_Supplied entries_.
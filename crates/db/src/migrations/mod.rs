//! Database migrations.
//!
//! Schema migrations for the database.

#![allow(missing_docs)]

use sea_orm_migration::prelude::*;

mod m20250601_000001_create_post_table;
mod m20250601_000002_create_post_like_table;
mod m20250601_000003_create_comment_table;

pub struct Migrator;

#[async_trait::async_trait]
impl MigratorTrait for Migrator {
    fn migrations() -> Vec<Box<dyn MigrationTrait>> {
        vec![
            Box::new(m20250601_000001_create_post_table::Migration),
            Box::new(m20250601_000002_create_post_like_table::Migration),
            Box::new(m20250601_000003_create_comment_table::Migration),
        ]
    }
}
//! Post repository.

use std::sync::Arc;

use crate::entities::{Comment, Like, Post, comment, like, post};
use crate::store::{NewPost, PostStore};
use async_trait::async_trait;
use chrono::Utc;
use posts_common::{AppError, AppResult};
use sea_orm::{
    ActiveModelTrait, ColumnTrait, DatabaseConnection, EntityTrait, QueryFilter, QueryOrder, Set,
    TransactionTrait,
};

/// Post repository for database operations.
#[derive(Clone)]
pub struct PostRepository {
    db: Arc<DatabaseConnection>,
}

impl PostRepository {
    /// Create a new post repository.
    #[must_use]
    pub const fn new(db: Arc<DatabaseConnection>) -> Self {
        Self { db }
    }

    /// Find a post by ID, returning an error if not found.
    pub async fn get_by_id(&self, id: i64) -> AppResult<post::Model> {
        PostStore::find_by_id(self, id)
            .await?
            .ok_or(AppError::PostNotFound(id))
    }
}

#[async_trait]
impl PostStore for PostRepository {
    async fn insert(&self, new: NewPost) -> AppResult<post::Model> {
        let now = Utc::now();
        let model = post::ActiveModel {
            user_id: Set(new.user_id),
            description: Set(new.description),
            media_id: Set(new.media_id),
            total_likes: Set(0),
            total_unlikes: Set(0),
            created_at: Set(now.into()),
            updated_at: Set(now.into()),
            ..Default::default()
        };

        model
            .insert(self.db.as_ref())
            .await
            .map_err(|e| AppError::Storage(e.to_string()))
    }

    async fn find_by_id(&self, id: i64) -> AppResult<Option<post::Model>> {
        Post::find_by_id(id)
            .one(self.db.as_ref())
            .await
            .map_err(|e| AppError::Storage(e.to_string()))
    }

    async fn find_by_user_id(&self, user_id: i64) -> AppResult<Vec<post::Model>> {
        Post::find()
            .filter(post::Column::UserId.eq(user_id))
            .order_by_desc(post::Column::CreatedAt)
            .order_by_desc(post::Column::Id)
            .all(self.db.as_ref())
            .await
            .map_err(|e| AppError::Storage(e.to_string()))
    }

    async fn find_by_user_ids(&self, user_ids: &[i64]) -> AppResult<Vec<post::Model>> {
        if user_ids.is_empty() {
            return Ok(vec![]);
        }

        Post::find()
            .filter(post::Column::UserId.is_in(user_ids.to_vec()))
            .order_by_desc(post::Column::CreatedAt)
            .order_by_desc(post::Column::Id)
            .all(self.db.as_ref())
            .await
            .map_err(|e| AppError::Storage(e.to_string()))
    }

    async fn update_counters(
        &self,
        id: i64,
        total_likes: i32,
        total_unlikes: i32,
    ) -> AppResult<post::Model> {
        let post = self.get_by_id(id).await?;

        let mut active: post::ActiveModel = post.into();
        active.total_likes = Set(total_likes);
        active.total_unlikes = Set(total_unlikes);
        active.updated_at = Set(Utc::now().into());

        active
            .update(self.db.as_ref())
            .await
            .map_err(|e| AppError::Storage(e.to_string()))
    }

    async fn delete_with_associations(&self, id: i64) -> AppResult<()> {
        let txn = self
            .db
            .begin()
            .await
            .map_err(|e| AppError::Storage(e.to_string()))?;

        Like::delete_many()
            .filter(like::Column::PostId.eq(id))
            .exec(&txn)
            .await
            .map_err(|e| AppError::Storage(e.to_string()))?;

        Comment::delete_many()
            .filter(comment::Column::PostId.eq(id))
            .exec(&txn)
            .await
            .map_err(|e| AppError::Storage(e.to_string()))?;

        Post::delete_by_id(id)
            .exec(&txn)
            .await
            .map_err(|e| AppError::Storage(e.to_string()))?;

        txn.commit()
            .await
            .map_err(|e| AppError::Storage(e.to_string()))
    }
}

#[cfg(test)]
#[allow(clippy::unwrap_used)]
mod tests {
    use super::*;
    use sea_orm::{DatabaseBackend, MockDatabase, MockExecResult};

    fn create_test_post(id: i64, user_id: i64) -> post::Model {
        post::Model {
            id,
            user_id,
            description: "Sunset".to_string(),
            media_id: 10,
            total_likes: 0,
            total_unlikes: 0,
            created_at: Utc::now().into(),
            updated_at: Utc::now().into(),
        }
    }

    #[tokio::test]
    async fn test_find_by_id_found() {
        let post = create_test_post(1, 7);

        let db = Arc::new(
            MockDatabase::new(DatabaseBackend::Postgres)
                .append_query_results([[post.clone()]])
                .into_connection(),
        );

        let repo = PostRepository::new(db);
        let result = PostStore::find_by_id(&repo, 1).await.unwrap();

        assert_eq!(result, Some(post));
    }

    #[tokio::test]
    async fn test_get_by_id_not_found() {
        let db = Arc::new(
            MockDatabase::new(DatabaseBackend::Postgres)
                .append_query_results([Vec::<post::Model>::new()])
                .into_connection(),
        );

        let repo = PostRepository::new(db);
        let result = repo.get_by_id(404).await;

        assert!(matches!(result, Err(AppError::PostNotFound(404))));
    }

    #[tokio::test]
    async fn test_insert_returns_model() {
        let post = create_test_post(3, 7);

        let db = Arc::new(
            MockDatabase::new(DatabaseBackend::Postgres)
                .append_query_results([[post.clone()]])
                .into_connection(),
        );

        let repo = PostRepository::new(db);
        let created = PostStore::insert(
            &repo,
            NewPost {
                user_id: 7,
                description: "Sunset".to_string(),
                media_id: 10,
            },
        )
        .await
        .unwrap();

        assert_eq!(created.id, 3);
        assert_eq!(created.total_likes, 0);
        assert_eq!(created.total_unlikes, 0);
    }

    #[tokio::test]
    async fn test_find_by_user_ids_empty_skips_query() {
        // No query results appended: hitting the database would error.
        let db = Arc::new(MockDatabase::new(DatabaseBackend::Postgres).into_connection());

        let repo = PostRepository::new(db);
        let result = repo.find_by_user_ids(&[]).await.unwrap();

        assert!(result.is_empty());
    }

    #[tokio::test]
    async fn test_update_counters() {
        let post = create_test_post(1, 7);
        let updated = post::Model {
            total_likes: 2,
            total_unlikes: 1,
            ..post.clone()
        };

        let db = Arc::new(
            MockDatabase::new(DatabaseBackend::Postgres)
                .append_query_results([[post]])
                .append_query_results([[updated]])
                .into_connection(),
        );

        let repo = PostRepository::new(db);
        let result = repo.update_counters(1, 2, 1).await.unwrap();

        assert_eq!(result.total_likes, 2);
        assert_eq!(result.total_unlikes, 1);
    }

    #[tokio::test]
    async fn test_update_counters_missing_post() {
        let db = Arc::new(
            MockDatabase::new(DatabaseBackend::Postgres)
                .append_query_results([Vec::<post::Model>::new()])
                .into_connection(),
        );

        let repo = PostRepository::new(db);
        let result = repo.update_counters(9, 1, 0).await;

        assert!(matches!(result, Err(AppError::PostNotFound(9))));
    }

    #[tokio::test]
    async fn test_delete_with_associations() {
        let db = Arc::new(
            MockDatabase::new(DatabaseBackend::Postgres)
                .append_exec_results([
                    MockExecResult {
                        last_insert_id: 0,
                        rows_affected: 2, // likes
                    },
                    MockExecResult {
                        last_insert_id: 0,
                        rows_affected: 1, // comments
                    },
                    MockExecResult {
                        last_insert_id: 0,
                        rows_affected: 1, // post
                    },
                ])
                .into_connection(),
        );

        let repo = PostRepository::new(db);
        let result = repo.delete_with_associations(1).await;

        assert!(result.is_ok());
    }
}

_Your objective_.
In the entries above, find the line with "rows_affected: 2, //" and the line with "let result = repo.delete_with_associations(1).await;", then restate word for word both of them and every line between, with nothing more.

_Result for this task_.
                        rows_affected: 2, // likes
                    },
                    MockExecResult {
                        last_insert_id: 0,
                        rows_affected: 1, // comments
                    },
                    MockExecResult {
                        last_insert_id: 0,
                        rows_affected: 1, // post
                    },
                ])
                .into_connection(),
        );

        let repo = PostRepository::new(db);
        let result = repo.delete_with_associations(1).await;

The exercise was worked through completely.